_TASK ITEM_: Reproduce word for word the lines between those holding "calcium_ppm < low" and "let high = profile.target_cya_ppm", inclusive, and nothing else from the data below.
__________
/// poolchem: evaluate one water test from a TOML file.
///
/// Usage:
///   poolchem <reading.toml> [--region arizona|texas|florida] [--date YYYY-MM-DD] [--json]
///
/// The reading file uses the form field names:
///   region = "florida"
///   capacity = 15000
///   ph = 7.6
///   alkalinity = 90
///   calcium = 250
///   temperature = 84
///   cyanuric = 40
///   freechlorine = 2.5

use chrono::NaiveDate;
use clap::Parser;
use std::path::PathBuf;
use std::process;

use poolchem_service::config::EngineConfig;
use poolchem_service::logging::{self, Component, LogLevel};
use poolchem_service::report::render_text;
use poolchem_service::{Engine, RawReading, Region};

// ---------------------------------------------------------------------------
// CLI Arguments
// ---------------------------------------------------------------------------

#[derive(Parser, Debug)]
#[command(name = "poolchem")]
#[command(about = "Pool water balance, dosing and weekly adjustment plan")]
#[command(version)]
struct Args {
    /// TOML file holding one water test
    reading: PathBuf,

    /// Region whose golden numbers apply; overrides `region` in the file
    #[arg(long, value_name = "arizona|texas|florida")]
    region: Option<Region>,

    /// Evaluation date (defaults to today); sets the seasonal chlorine loss
    #[arg(long, value_name = "YYYY-MM-DD")]
    date: Option<NaiveDate>,

    /// Print the full report as JSON instead of text
    #[arg(long)]
    json: bool,

    /// Engine configuration file
    #[arg(long, env = "POOLCHEM_CONFIG")]
    config: Option<PathBuf>,

    /// Minimum log level (debug, info, warn, error)
    #[arg(long, env = "POOLCHEM_LOG_LEVEL")]
    log_level: Option<String>,
}

fn run(args: Args) -> Result<(), Box<dyn std::error::Error>> {
    let config = EngineConfig::resolve(args.config.as_deref(), args.log_level.as_deref())?;

    // Keep stdout clean for JSON consumers.
    let level = if args.json {
        config.log_level()?.max(LogLevel::Warning)
    } else {
        config.log_level()?
    };
    logging::init_logger(level, config.logging.file.as_deref(), config.logging.timestamps);
    let floors = config.florida_floors();
    logging::debug(
        Component::Config,
        None,
        &format!(
            "florida floors: alkalinity {} ppm, calcium {} ppm, CYA {} ppm",
            floors.alkalinity_ppm, floors.calcium_ppm, floors.cya_ppm
        ),
    );

    let text = std::fs::read_to_string(&args.reading)?;
    let raw: RawReading = toml::from_str(&text)?;

    let region = match args.region {
        Some(region) => region,
        None => raw
            .region
            .as_deref()
            .ok_or("no region given (use --region or set region in the reading file)")?
            .parse::<Region>()?,
    };

    let reading = raw.validate().inspect_err(logging::log_input_rejected)?;

    let engine = Engine::from_config(&config);
    let report = match args.date {
        Some(date) => engine.evaluate(&reading, region, date),
        None => engine.evaluate_today(&reading, region),
    };

    if args.json {
        println!("{}", serde_json::to_string_pretty(&report)?);
    } else {
        println!("{}", render_text(&report));
    }
    Ok(())
}

fn main() {
    // Load .env before parsing so it can supply the env-backed options.
    dotenv::dotenv().ok();
    let args = Args::parse();

    if let Err(e) = run(args) {
        eprintln!("Error: {}", e);
        process::exit(1);
    }
}

// ---------------------------------------------------------------------------
// Tests
// ---------------------------------------------------------------------------
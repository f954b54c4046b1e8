/// Dosing: how much of which chemical moves a reading to its target.
///
/// Submodules:
/// - `format`: oz/lb/fl-oz/gallon display conventions.
/// - `rules`: alkalinity, calcium, CYA and pH rules.
/// - `chlorine`: free-chlorine requirement and sanitizer dose.
/// - `salt`: salt-chlorine-generator top-up.
///
/// Every rule returns `Option<Dose>`: `None` means no action is needed,
/// which is never an error.

pub mod chlorine;
pub mod format;
pub mod rules;
pub mod salt;

use serde::Serialize;
use std::fmt;

use crate::model::Parameter;

/// Pool volume the published dose rates are quoted for.
pub const REFERENCE_GALLONS: f64 = 10_000.0;

/// Treatment chemicals the engine recommends.
#[derive(Debug, Clone, Copy, PartialEq, Eq, Serialize)]
#[serde(rename_all = "snake_case")]
pub enum Chemical {
    SodiumBicarbonate,
    CalciumChloride,
    CyanuricAcid,
    SodaAsh,
    MuriaticAcid,
    CalciumHypochlorite,
    LiquidChlorine,
    Salt,
}

impl fmt::Display for Chemical {
    fn fmt(&self, f: &mut fmt::Formatter<'_>) -> fmt::Result {
        match self {
            Chemical::SodiumBicarbonate => write!(f, "sodium bicarbonate"),
            Chemical::CalciumChloride => write!(f, "calcium chloride"),
            Chemical::CyanuricAcid => write!(f, "cyanuric acid (stabilizer)"),
            Chemical::SodaAsh => write!(f, "soda ash"),
            Chemical::MuriaticAcid => write!(f, "31.45% muriatic acid"),
            Chemical::CalciumHypochlorite => write!(f, "73% calcium hypochlorite"),
            Chemical::LiquidChlorine => write!(f, "12.5% liquid chlorine"),
            Chemical::Salt => write!(f, "salt"),
        }
    }
}

/// Base unit a dose amount is expressed in.
#[derive(Debug, Clone, Copy, PartialEq, Eq, Serialize)]
#[serde(rename_all = "snake_case")]
pub enum DoseUnit {
    Pounds,
    Ounces,
    FluidOunces,
}

/// A single dosing instruction.
///
/// `amount` is in `unit`; `instruction` is the human-readable form with
/// the display conversions (oz to lbs, fl oz to gallons) already applied.
#[derive(Debug, Clone, PartialEq, Serialize)]
pub struct Dose {
    pub parameter: Parameter,
    pub chemical: Chemical,
    pub amount: f64,
    pub unit: DoseUnit,
    pub target: f64,
    pub instruction: String,
}

/// The six per-parameter dosing results for one evaluation.
#[derive(Debug, Clone, PartialEq, Serialize, Default)]
pub struct DosingAdvice {
    pub ph: Option<Dose>,
    pub alkalinity: Option<Dose>,
    pub calcium: Option<Dose>,
    pub cya: Option<Dose>,
    pub chlorine: Option<Dose>,
    pub salt: Option<Dose>,
}

impl DosingAdvice {
    pub fn get(&self, parameter: Parameter) -> Option<&Dose> {
        match parameter {
            Parameter::Ph => self.ph.as_ref(),
            Parameter::Alkalinity => self.alkalinity.as_ref(),
            Parameter::Calcium => self.calcium.as_ref(),
            Parameter::Cya => self.cya.as_ref(),
            Parameter::Chlorine => self.chlorine.as_ref(),
            Parameter::Salt => self.salt.as_ref(),
        }
    }

    /// Doses that are present, in parameter order.
    pub fn doses(&self) -> impl Iterator<Item = &Dose> {
        [
            &self.ph,
            &self.alkalinity,
            &self.calcium,
            &self.cya,
            &self.chlorine,
            &self.salt,
        ]
        .into_iter()
        .filter_map(Option::as_ref)
    }
}

/// Pool volume as a multiple of the reference volume.
pub(crate) fn volume_scale(pool_gallons: f64) -> f64 {
    pool_gallons / REFERENCE_GALLONS
}
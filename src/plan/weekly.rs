//! Weekly adjustment planning.
//!
//! Correcting everything at once fights itself (acid lowers alkalinity,
//! bicarbonate raises pH), so corrections are spread over three visits.
//! Only the first visit is acted on; later visits are notices that need a
//! retest before any chemical goes in.

use serde::Serialize;

use crate::dosing::{Dose, DosingAdvice};
use crate::model::{Parameter, Reading};
use crate::regions::RegionProfile;

/// Number of visits a plan covers.
pub const VISIT_COUNT: usize = 3;

/// pH below which a low-alkalinity pool gets alkalinity first.
pub const LOW_PH_FOR_ALKALINITY_FIRST: f64 = 7.5;
/// Corrected alkalinity at or below which alkalinity goes first.
pub const LOW_ALKALINITY_FOR_ALKALINITY_FIRST: f64 = 80.0;

/// pH outside this range is corrected on the first visit.
pub const PH_BAND: (f64, f64) = (7.2, 7.8);
/// Corrected alkalinity band (ppm).
pub const ALKALINITY_BAND: (f64, f64) = (80.0, 140.0);
/// Calcium hardness band (ppm).
pub const CALCIUM_BAND: (f64, f64) = (200.0, 500.0);
/// CYA band relative to the region target (ppm below, ppm above).
pub const CYA_BAND_OFFSETS: (f64, f64) = (10.0, 20.0);

/// Which scheduling rule produced a plan.
#[derive(Debug, Clone, Copy, PartialEq, Eq, Serialize)]
#[serde(rename_all = "snake_case")]
pub enum PlanBranch {
    /// Low pH with low alkalinity: raise alkalinity alone first, since it
    /// also lifts pH.
    AlkalinityFirst,
    /// pH first when outside its band, then the remaining items one per
    /// visit.
    Standard,
}

/// Three ordered visits, each holding the parameters to address.
#[derive(Debug, Clone, PartialEq, Serialize)]
pub struct WeeklyPlan {
    pub branch: PlanBranch,
    pub visits: [Vec<Parameter>; VISIT_COUNT],
}

/// A visit rendered into display lines.
#[derive(Debug, Clone, PartialEq, Serialize)]
pub struct VisitSummary {
    /// 1-based week number.
    pub week: usize,
    pub deferred: bool,
    pub lines: Vec<String>,
}

impl WeeklyPlan {
    /// Doses to apply on this visit, in plan order. Parameters without a
    /// dose are skipped.
    pub fn adjust_now<'a>(&self, advice: &'a DosingAdvice) -> Vec<&'a Dose> {
        self.visits[0]
            .iter()
            .filter_map(|p| advice.get(*p))
            .collect()
    }

    /// Parameters held back to later visits.
    pub fn deferred(&self) -> Vec<Parameter> {
        self.visits[1..].iter().flatten().copied().collect()
    }

    pub fn is_empty(&self) -> bool {
        self.visits.iter().all(Vec::is_empty)
    }

    /// Display lines for every visit.
    pub fn describe(&self, advice: &DosingAdvice) -> Vec<VisitSummary> {
        self.visits
            .iter()
            .enumerate()
            .map(|(idx, params)| {
                let deferred = idx > 0;
                let lines = if params.is_empty() {
                    vec!["No adjustments needed.".to_string()]
                } else {
                    params
                        .iter()
                        .map(|p| describe_item(*p, advice.get(*p), deferred))
                        .collect()
                };
                VisitSummary { week: idx + 1, deferred, lines }
            })
            .collect()
    }
}

fn describe_item(parameter: Parameter, dose: Option<&Dose>, deferred: bool) -> String {
    match (dose, deferred) {
        (Some(d), false) => d.instruction.clone(),
        (Some(d), true) => format!("Retest before dosing. Expected: {}", d.instruction),
        (None, _) => format!("Monitor {}: out of range, no dose applies.", parameter),
    }
}

// ---------------------------------------------------------------------------
// Band tests
// ---------------------------------------------------------------------------

pub fn ph_out_of_band(ph: f64) -> bool {
    ph < PH_BAND.0 || ph > PH_BAND.1
}

/// Floor-triggered regions use their floor as the lower bound.
pub fn alkalinity_out_of_band(corrected_alkalinity_ppm: f64, profile: &RegionProfile) -> bool {
    let low = profile
        .trigger
        .floor_for(Parameter::Alkalinity)
        .unwrap_or(ALKALINITY_BAND.0);
    corrected_alkalinity_ppm < low || corrected_alkalinity_ppm > ALKALINITY_BAND.1
}

pub fn calcium_out_of_band(calcium_ppm: f64, profile: &RegionProfile) -> bool {
    let low = profile
        .trigger
        .floor_for(Parameter::Calcium)
        .unwrap_or(CALCIUM_BAND.0);
    calcium_ppm < low || calcium_ppm > CALCIUM_BAND.1
}

/// CYA band is relative to the region target; a floor is inclusive.
pub fn cya_out_of_band(cya_ppm: f64, profile: &RegionProfile) -> bool {
    let high = profile.target_cya_ppm + CYA_BAND_OFFSETS.1;
    let low = match profile.trigger.floor_for(Parameter::Cya) {
        Some(floor) => cya_ppm <= floor,
        None => cya_ppm < profile.target_cya_ppm - CYA_BAND_OFFSETS.0,
    };
    low || cya_ppm > high
}

// ---------------------------------------------------------------------------
// Planning
// ---------------------------------------------------------------------------

/// Assigns out-of-range parameters to visits.
pub fn build_plan(
    reading: &Reading,
    corrected_alkalinity_ppm: f64,
    profile: &RegionProfile,
    advice: &DosingAdvice,
) -> WeeklyPlan {
    let mut visits: [Vec<Parameter>; VISIT_COUNT] = Default::default();

    let alkalinity_first = reading.ph < LOW_PH_FOR_ALKALINITY_FIRST
        && corrected_alkalinity_ppm <= LOW_ALKALINITY_FOR_ALKALINITY_FIRST
        && advice.alkalinity.is_some();

    if alkalinity_first {
        visits[0].push(Parameter::Alkalinity);
        let queued = [
            (Parameter::Cya, cya_out_of_band(reading.cya_ppm, profile)),
            (Parameter::Calcium, calcium_out_of_band(reading.calcium_ppm, profile)),
        ];
        let pending = queued.iter().filter(|(_, out)| *out).map(|(p, _)| *p);
        for (visit, parameter) in visits[1..].iter_mut().zip(pending) {
            visit.push(parameter);
        }
        return WeeklyPlan { branch: PlanBranch::AlkalinityFirst, visits };
    }

    if ph_out_of_band(reading.ph) {
        visits[0].push(Parameter::Ph);
    }
    let queued = [
        (Parameter::Alkalinity, alkalinity_out_of_band(corrected_alkalinity_ppm, profile)),
        (Parameter::Cya, cya_out_of_band(reading.cya_ppm, profile)),
        (Parameter::Calcium, calcium_out_of_band(reading.calcium_ppm, profile)),
    ];
    let pending = queued.iter().filter(|(_, out)| *out).map(|(p, _)| *p);
    for (visit, parameter) in visits.iter_mut().zip(pending) {
        visit.push(parameter);
    }
    WeeklyPlan { branch: PlanBranch::Standard, visits }
}

// ---------------------------------------------------------------------------
// Tests
// ---------------------------------------------------------------------------

#[cfg(test)]
mod tests {
    use super::*;
    use crate::dosing::{Chemical, DoseUnit};
    use crate::regions::{ARIZONA, FLORIDA};

    fn reading(ph: f64, alkalinity: f64, calcium: f64, cya: f64) -> Reading {
        Reading {
            ph,
            alkalinity_ppm: alkalinity,
            calcium_ppm: calcium,
            temperature_f: 80.0,
            tds_ppm: 500.0,
            cya_ppm: cya,
            free_chlorine_ppm: 2.0,
            salt_ppm: 0.0,
            salt_desired_ppm: None,
            pool_gallons: 10_000.0,
        }
    }

    fn dose(parameter: Parameter, instruction: &str) -> Dose {
        Dose {
            parameter,
            chemical: Chemical::SodiumBicarbonate,
            amount: 1.0,
            unit: DoseUnit::Pounds,
            target: 0.0,
            instruction: instruction.to_string(),
        }
    }

    fn advice_with_alkalinity() -> DosingAdvice {
        DosingAdvice {
            alkalinity: Some(dose(Parameter::Alkalinity, "raise alk")),
            cya: Some(dose(Parameter::Cya, "raise cya")),
            calcium: Some(dose(Parameter::Calcium, "raise calcium")),
            ..Default::default()
        }
    }

    // --- Band tests ----------------------------------------------------------

    #[test]
    fn test_ph_band_edges_are_in_band() {
        assert!(!ph_out_of_band(7.2));
        assert!(!ph_out_of_band(7.8));
        assert!(ph_out_of_band(7.19));
        assert!(ph_out_of_band(7.81));
    }

    #[test]
    fn test_cya_band_follows_target() {
        // Arizona target 80: band [70, 100].
        assert!(!cya_out_of_band(70.0, &ARIZONA));
        assert!(cya_out_of_band(69.0, &ARIZONA));
        assert!(cya_out_of_band(101.0, &ARIZONA));
        // Florida: floor 30 inclusive, upper 70.
        assert!(cya_out_of_band(30.0, &FLORIDA));
        assert!(!cya_out_of_band(35.0, &FLORIDA));
        assert!(cya_out_of_band(71.0, &FLORIDA));
    }

    #[test]
    fn test_alkalinity_band_uses_floor_in_florida() {
        assert!(alkalinity_out_of_band(70.0, &ARIZONA));
        assert!(!alkalinity_out_of_band(70.0, &FLORIDA));
        assert!(alkalinity_out_of_band(150.0, &FLORIDA));
    }

    // --- Branch A ------------------------------------------------------------

    #[test]
    fn test_low_ph_low_alkalinity_puts_alkalinity_alone_first() {
        let r = reading(7.3, 70.0, 150.0, 40.0);
        let plan = build_plan(&r, 70.0, &ARIZONA, &advice_with_alkalinity());
        assert_eq!(plan.branch, PlanBranch::AlkalinityFirst);
        assert_eq!(plan.visits[0], vec![Parameter::Alkalinity]);
        assert_eq!(plan.visits[1], vec![Parameter::Cya]);
        assert_eq!(plan.visits[2], vec![Parameter::Calcium]);
    }

    #[test]
    fn test_branch_a_shifts_calcium_up_when_cya_is_fine() {
        let r = reading(7.3, 70.0, 150.0, 80.0);
        let plan = build_plan(&r, 70.0, &ARIZONA, &advice_with_alkalinity());
        assert_eq!(plan.visits[1], vec![Parameter::Calcium]);
        assert!(plan.visits[2].is_empty());
    }

    #[test]
    fn test_branch_a_needs_an_alkalinity_dose() {
        let r = reading(7.3, 70.0, 300.0, 80.0);
        let plan = build_plan(&r, 70.0, &ARIZONA, &DosingAdvice::default());
        assert_eq!(plan.branch, PlanBranch::Standard);
        assert_eq!(plan.visits[0], vec![Parameter::Alkalinity]);
    }

    #[test]
    fn test_branch_a_boundaries() {
        let advice = advice_with_alkalinity();
        // Corrected alkalinity exactly 80 still qualifies.
        let plan = build_plan(&reading(7.3, 80.0, 300.0, 80.0), 80.0, &ARIZONA, &advice);
        assert_eq!(plan.branch, PlanBranch::AlkalinityFirst);
        // pH exactly 7.5 does not.
        let plan = build_plan(&reading(7.5, 80.0, 300.0, 80.0), 80.0, &ARIZONA, &advice);
        assert_eq!(plan.branch, PlanBranch::Standard);
    }

    // --- Branch B ------------------------------------------------------------

    #[test]
    fn test_ph_shares_first_visit_with_first_out_of_band_item() {
        let r = reading(7.0, 160.0, 150.0, 40.0);
        let plan = build_plan(&r, 160.0, &ARIZONA, &DosingAdvice::default());
        assert_eq!(plan.branch, PlanBranch::Standard);
        assert_eq!(plan.visits[0], vec![Parameter::Ph, Parameter::Alkalinity]);
        assert_eq!(plan.visits[1], vec![Parameter::Cya]);
        assert_eq!(plan.visits[2], vec![Parameter::Calcium]);
    }

    #[test]
    fn test_items_fill_visits_in_order_without_ph() {
        let r = reading(7.4, 100.0, 150.0, 40.0);
        let plan = build_plan(&r, 100.0, &ARIZONA, &DosingAdvice::default());
        assert_eq!(plan.visits[0], vec![Parameter::Cya]);
        assert_eq!(plan.visits[1], vec![Parameter::Calcium]);
        assert!(plan.visits[2].is_empty());
    }

    #[test]
    fn test_balanced_pool_has_empty_plan() {
        let r = reading(7.5, 120.0, 400.0, 80.0);
        let plan = build_plan(&r, 120.0, &ARIZONA, &DosingAdvice::default());
        assert!(plan.is_empty());
        let summary = plan.describe(&DosingAdvice::default());
        assert_eq!(summary.len(), VISIT_COUNT);
        assert!(summary.iter().all(|v| v.lines == vec!["No adjustments needed.".to_string()]));
    }

    // --- Output ----------------------------------------------------------------

    #[test]
    fn test_only_first_visit_is_actionable() {
        let r = reading(7.3, 70.0, 150.0, 40.0);
        let advice = advice_with_alkalinity();
        let plan = build_plan(&r, 70.0, &ARIZONA, &advice);
        let now: Vec<_> = plan.adjust_now(&advice).iter().map(|d| d.parameter).collect();
        assert_eq!(now, vec![Parameter::Alkalinity]);
        assert_eq!(plan.deferred(), vec![Parameter::Cya, Parameter::Calcium]);

        let summary = plan.describe(&advice);
        assert!(!summary[0].deferred);
        assert_eq!(summary[0].lines, vec!["raise alk".to_string()]);
        assert!(summary[1].deferred);
        assert_eq!(
            summary[1].lines,
            vec!["Retest before dosing. Expected: raise cya".to_string()]
        );
    }

    #[test]
    fn test_item_without_dose_is_reported_for_monitoring() {
        let r = reading(7.4, 100.0, 600.0, 80.0);
        let plan = build_plan(&r, 100.0, &ARIZONA, &DosingAdvice::default());
        assert_eq!(plan.visits[0], vec![Parameter::Calcium]);
        assert!(plan.adjust_now(&DosingAdvice::default()).is_empty());
        let summary = plan.describe(&DosingAdvice::default());
        assert_eq!(
            summary[0].lines,
            vec!["Monitor calcium hardness: out of range, no dose applies.".to_string()]
        );
    }
}
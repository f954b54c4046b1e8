//! Free-chlorine requirement and sanitizer dosing.
//!
//! The weekly chlorine demand is the CYA-dependent minimum free chlorine
//! plus a week of sunlight loss. Sunlight loss follows the calendar month
//! of the evaluation date.
//!
//! # Date injection
//! Functions take the evaluation date as a parameter rather than reading
//! the clock, so results are deterministic for a given date.

use chrono::{Datelike, NaiveDate};
use serde::Serialize;

use crate::dosing::format::{format_fl_oz_or_gallons, format_lbs_and_oz, FL_OZ_PER_GALLON};
use crate::dosing::{volume_scale, Chemical, Dose, DoseUnit, REFERENCE_GALLONS};
use crate::model::Parameter;
use crate::regions::SanitizerForm;

/// Minimum free chlorine as a fraction of CYA.
pub const MIN_FC_FRACTION_OF_CYA: f64 = 0.05;

/// Days of UV loss accumulated between weekly visits.
pub const UV_LOSS_DAYS: f64 = 6.0;

/// oz of 73% calcium hypochlorite per 1 ppm per 10,000 gal.
const CAL_HYPO_OZ_PER_PPM: f64 = 2.0;

/// Gallons of 12.5% liquid chlorine per 1 ppm, per 10,000 gal, are 1/12.
const LIQUID_PPM_PER_GALLON: f64 = 12.0;

/// Weekly chlorine demand for one reading.
#[derive(Debug, Clone, Copy, PartialEq, Serialize)]
pub struct ChlorineBreakdown {
    pub min_fc_ppm: f64,
    /// ppm lost per day to sunlight.
    pub loss_factor: f64,
    pub uv_loss_ppm: f64,
    pub calculated_dose_ppm: f64,
    pub tested_free_chlorine_ppm: f64,
    pub to_be_dosed_ppm: f64,
}

/// Daily UV loss (ppm/day) for a Northern-hemisphere calendar month.
pub fn seasonal_loss_factor(date: NaiveDate) -> f64 {
    match date.month() {
        11 | 12 | 1 => 1.5,
        2 | 3 => 2.0,
        4 | 5 | 9 | 10 => 2.5,
        _ => 3.0,
    }
}

/// Computes the chlorine still needed on `date` after the tested level.
pub fn chlorine_demand(free_chlorine_ppm: f64, cya_ppm: f64, date: NaiveDate) -> ChlorineBreakdown {
    let min_fc = cya_ppm * MIN_FC_FRACTION_OF_CYA;
    let loss_factor = seasonal_loss_factor(date);
    let uv_loss = loss_factor * UV_LOSS_DAYS;
    let calculated_dose = min_fc + uv_loss;
    let to_be_dosed = (calculated_dose - free_chlorine_ppm).max(0.0);

    ChlorineBreakdown {
        min_fc_ppm: min_fc,
        loss_factor,
        uv_loss_ppm: uv_loss,
        calculated_dose_ppm: calculated_dose,
        tested_free_chlorine_ppm: free_chlorine_ppm,
        to_be_dosed_ppm: to_be_dosed,
    }
}

/// Ounces of 73% calcium hypochlorite that raise free chlorine by `ppm`.
pub fn cal_hypo_ounces(ppm: f64, pool_gallons: f64) -> f64 {
    ppm * CAL_HYPO_OZ_PER_PPM * volume_scale(pool_gallons)
}

/// Gallons of 12.5% liquid chlorine that raise free chlorine by `ppm`.
pub fn liquid_chlorine_gallons(ppm: f64, pool_gallons: f64) -> f64 {
    ppm * pool_gallons / (LIQUID_PPM_PER_GALLON * REFERENCE_GALLONS)
}

/// Turns the chlorine shortfall into a dose of the region's sanitizer.
/// Returns `None` when nothing needs to be added.
pub fn sanitizer_dose(
    breakdown: &ChlorineBreakdown,
    form: SanitizerForm,
    pool_gallons: f64,
) -> Option<Dose> {
    let ppm = breakdown.to_be_dosed_ppm;
    if ppm <= 0.0 {
        return None;
    }

    let (chemical, amount, unit, quantity) = match form {
        SanitizerForm::CalciumHypochlorite => {
            let oz = cal_hypo_ounces(ppm, pool_gallons);
            (Chemical::CalciumHypochlorite, oz, DoseUnit::Ounces, format_lbs_and_oz(oz))
        }
        SanitizerForm::LiquidChlorine => {
            let fl_oz = liquid_chlorine_gallons(ppm, pool_gallons) * FL_OZ_PER_GALLON;
            let quantity = format_fl_oz_or_gallons(fl_oz);
            (Chemical::LiquidChlorine, fl_oz, DoseUnit::FluidOunces, quantity)
        }
    };
    if amount <= 0.0 {
        return None;
    }

    Some(Dose {
        parameter: Parameter::Chlorine,
        chemical,
        amount,
        unit,
        target: breakdown.calculated_dose_ppm,
        instruction: format!(
            "Add {} of {} to raise free chlorine by {:.2} ppm.",
            quantity, chemical, ppm
        ),
    })
}

// ---------------------------------------------------------------------------
// Tests
// ---------------------------------------------------------------------------

#[cfg(test)]
mod tests {
    use super::*;
    use approx::assert_relative_eq;

    fn date(month: u32) -> NaiveDate {
        NaiveDate::from_ymd_opt(2024, month, 15).unwrap()
    }

    #[test]
    fn test_loss_factor_for_every_month() {
        let expected = [1.5, 2.0, 2.0, 2.5, 2.5, 3.0, 3.0, 3.0, 2.5, 2.5, 1.5, 1.5];
        for (month, factor) in (1..=12).zip(expected) {
            assert_eq!(
                seasonal_loss_factor(date(month)),
                factor,
                "wrong loss factor for month {}",
                month
            );
        }
    }

    #[test]
    fn test_demand_in_july() {
        let b = chlorine_demand(2.0, 40.0, date(7));
        assert_relative_eq!(b.min_fc_ppm, 2.0);
        assert_eq!(b.loss_factor, 3.0);
        assert_relative_eq!(b.uv_loss_ppm, 18.0);
        assert_relative_eq!(b.calculated_dose_ppm, 20.0);
        assert_relative_eq!(b.to_be_dosed_ppm, 18.0);
        assert_eq!(b.tested_free_chlorine_ppm, 2.0);
    }

    #[test]
    fn test_demand_never_negative() {
        let b = chlorine_demand(25.0, 40.0, date(12));
        assert_eq!(b.to_be_dosed_ppm, 0.0);
        assert!(sanitizer_dose(&b, SanitizerForm::CalciumHypochlorite, 10_000.0).is_none());
    }

    #[test]
    fn test_cal_hypo_dose_uses_lbs_and_oz() {
        let b = chlorine_demand(2.0, 40.0, date(7));
        let dose = sanitizer_dose(&b, SanitizerForm::CalciumHypochlorite, 10_000.0)
            .expect("18 ppm short should dose");
        assert_relative_eq!(dose.amount, 36.0);
        assert_eq!(
            dose.instruction,
            "Add 2 lbs 4.00 oz of 73% calcium hypochlorite to raise free chlorine by 18.00 ppm."
        );
    }

    #[test]
    fn test_liquid_chlorine_dose_for_florida() {
        // January: 1.5 * 6 = 9 ppm loss, min FC 1.5, tested 4.5 -> 6 ppm.
        let b = chlorine_demand(4.5, 30.0, date(1));
        assert_relative_eq!(b.to_be_dosed_ppm, 6.0);
        let dose = sanitizer_dose(&b, SanitizerForm::LiquidChlorine, 10_000.0)
            .expect("6 ppm short should dose");
        // 6 * 10000 / 120000 = 0.5 gal = 64 fl oz
        assert_relative_eq!(dose.amount, 64.0);
        assert_eq!(dose.unit, DoseUnit::FluidOunces);
        assert_eq!(
            dose.instruction,
            "Add 64.0 fl oz of 12.5% liquid chlorine to raise free chlorine by 6.00 ppm."
        );
    }

    #[test]
    fn test_liquid_chlorine_large_dose_in_gallons() {
        let b = chlorine_demand(0.0, 0.0, date(7));
        let dose = sanitizer_dose(&b, SanitizerForm::LiquidChlorine, 20_000.0)
            .expect("should dose");
        // 18 ppm * 20000 / 120000 = 3 gal
        assert_relative_eq!(dose.amount, 384.0);
        assert!(dose.instruction.starts_with("Add 3.00 gallons (384.0 fl oz)"));
    }

    #[test]
    fn test_sanitizer_amount_doubles_with_gallons() {
        let b = chlorine_demand(1.0, 60.0, date(4));
        for form in [SanitizerForm::CalciumHypochlorite, SanitizerForm::LiquidChlorine] {
            let small = sanitizer_dose(&b, form, 8_000.0).expect("should dose");
            let large = sanitizer_dose(&b, form, 16_000.0).expect("should dose");
            assert_relative_eq!(large.amount, 2.0 * small.amount, epsilon = 1e-9);
        }
    }
}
__________
_ANSWER FOR THE TASK_:
    calcium_ppm < low || calcium_ppm > CALCIUM_BAND.1
}

/// CYA band is relative to the region target; a floor is inclusive.
pub fn cya_out_of_band(cya_ppm: f64, profile: &RegionProfile) -> bool {
    let high = profile.target_cya_ppm + CYA_BAND_OFFSETS.1;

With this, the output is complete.